Fig. 4: Reinforcement learning (RL) algorithm used for synthetic optimization.
figure 4

a Schematic illustration of the general concept of the RL algorithm. Specifically, this RL algorithm was used to identify the processing parameters of AgBiI4 that yield the largest grain size and no pinholes. In this study, only samples with a composition of AgBiI4 were considered within the parameter space, so the composition parameter was not included in the optimization process. b Material synthesis conditions used for optimization, with each connected line representing one combination of synthesis conditions in the dataset. In the “Spin Coating Speed” column, (1) represents 6000 rpm for 30 s, (2) represents 1000 rpm for 2 s then 6000 rpm for 30 s, and (3) represents 1000 rpm for 2 s then 4000 rpm for 30 s. c Correlation heatmap of the three synthesis steps employed for optimization. d Detailed workflow showing how the RL agent systematically explores the full combinatorial space of synthesis conditions to achieve optimization beyond the original dataset.

Two distinct approaches are implemented for the RL agent: the first, serving as the baseline for implementing the exploratory RL algorithm, focuses on learning from existing synthesis condition combinations, treating the completion of three processing steps of preheating, spin coating, and antisolvent addition as a single action, which is illustrated in Fig. S7, while the second approach, the true exploration-focused implementation, explores new regions in parameter space, where each processing step is considered independently, as shown in Fig. 4d. In the RL baseline approach, the agent is trained using the existing experimental dataset of AgBiI4, evaluating only the parameter combinations explicitly shown in Fig. 4b. Rewards are assigned based on the quality of each set of synthesis conditions, allowing the agent to learn the processing-microstructure relationships by interacting with the existing combinations of synthesis conditions in the historical dataset. The exploratory RL algorithm extends this search by evaluating the contributions of each process step by step, in pursuit of new combinations of synthesis conditions. Unlike the RL baseline, which assigns an immediate reward based on a chosen set of preheat temperatures, spin coating speed and antisolvent selection, the exploratory RL employs a weighted sum of individual rewards for each processing step, enabling greater flexibility in generating new combinations of synthetic parameters. Figure 4c shows the correlations among synthesis parameters across different processing steps, demonstrating minimal interdependence, which supports the independent optimization of each parameter in the exploratory RL. In both approaches, the agent balances exploration and exploitation, updating a Q-table, a matrix mapping state-action pairs to expected rewards, at each episode to iteratively refine its decision-making strategy based on past experiences (see Methods for details on its calculation). In the exploratory RL, the agent further enhances this process by dynamically adjusting reward weights to optimize decision-making.
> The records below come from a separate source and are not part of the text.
//! JSON-RPC error envelopes returned for agent-initiated requests.

use serde_json::{json, Value};

use crate::acp::message::{JsonRpcError, RequestId, Response};

/// The method does not exist or is not served by this client.
pub const METHOD_NOT_FOUND: i64 = -32601;
/// The params did not match the method's schema.
pub const INVALID_PARAMS: i64 = -32602;
/// The delegate failed while handling the request.
pub const INTERNAL_ERROR: i64 = -32603;

/// `-32601` for `method`.
#[must_use]
pub fn method_not_found(method: &str) -> JsonRpcError {
    JsonRpcError {
        code: METHOD_NOT_FOUND,
        message: format!("Method not found: {method}"),
        data: Some(json!({ "method": method })),
    }
}

/// `-32602` with the decoder's explanation.
#[must_use]
pub fn invalid_params(detail: impl Into<String>) -> JsonRpcError {
    JsonRpcError {
        code: INVALID_PARAMS,
        message: format!("Invalid params: {}", detail.into()),
        data: None,
    }
}

/// `-32603` carrying the underlying error's description as the message.
#[must_use]
pub fn internal_error(err: &impl std::fmt::Display) -> JsonRpcError {
    JsonRpcError {
        code: INTERNAL_ERROR,
        message: err.to_string(),
        data: None,
    }
}

/// Wrap a router outcome into the response for request `id`.
#[must_use]
pub fn into_response(id: RequestId, outcome: Result<Value, JsonRpcError>) -> Response {
    match outcome {
        Ok(result) => Response::success(id, result),
        Err(error) => Response::failure(id, error),
    }
}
The results of the two approaches implemented by the RL agent are summarized in Fig. 5. Figure 5a highlights the progression of total rewards across episodes for the RL baseline, where the stabilization of rewards over iterative optimization indicates convergence after 1000 episodes. The optimization outcome closely aligns with the historical dataset’s best sample identified by the Daisy image interpreter, exhibiting only minor deviations (see Table 1), which confirms the agent’s ability in identifying optimal sets of synthesis combinations. In contrast, the exploratory RL explores a broader design space, identifying new optimal synthesis conditions at each processing step beyond the existing combinations. Since the progression of it exhibits an oscillatory pattern, likely due to the limited dataset of only 27 distinct combinations compared to the 1728 possible ones, the reward distribution is plotted in Fig. 5b, and the RL agent’s 1000-episode exploration of the design space is visualized via principal component analysis (PCA) for dimension reduction in Fig. 5c. These visualizations highlight the discovery of parameter combinations yielding the highest rewards, a process that takes about 3.5 min by the RL agent operated on Google Colab. To visualize the optimal processing windows identified by both approaches, we also performed a second PCA on the full parameter dataset encompassing all three compositions, AgBiI4, Ag2BiI5, and Ag3BiI6, as shown in Fig. 5d and Fig. S8. The optimal processing window identified by the RL baseline, which consists of three synthesis conditions from the preheating, spin coating, and antisolvent addition steps respectively, are close to the top-performing window in the historical dataset in the reduced two-dimensional space, which yielded the largest average grains detected experimentally. The exploratory RL, on the other hand, uncovers a significantly different set of synthesis conditions leading to the suggestion of a new processing window in Table 1. Our results demonstrate RL’s ability to explore new regions of parameter space and identify novel synthesis pathways.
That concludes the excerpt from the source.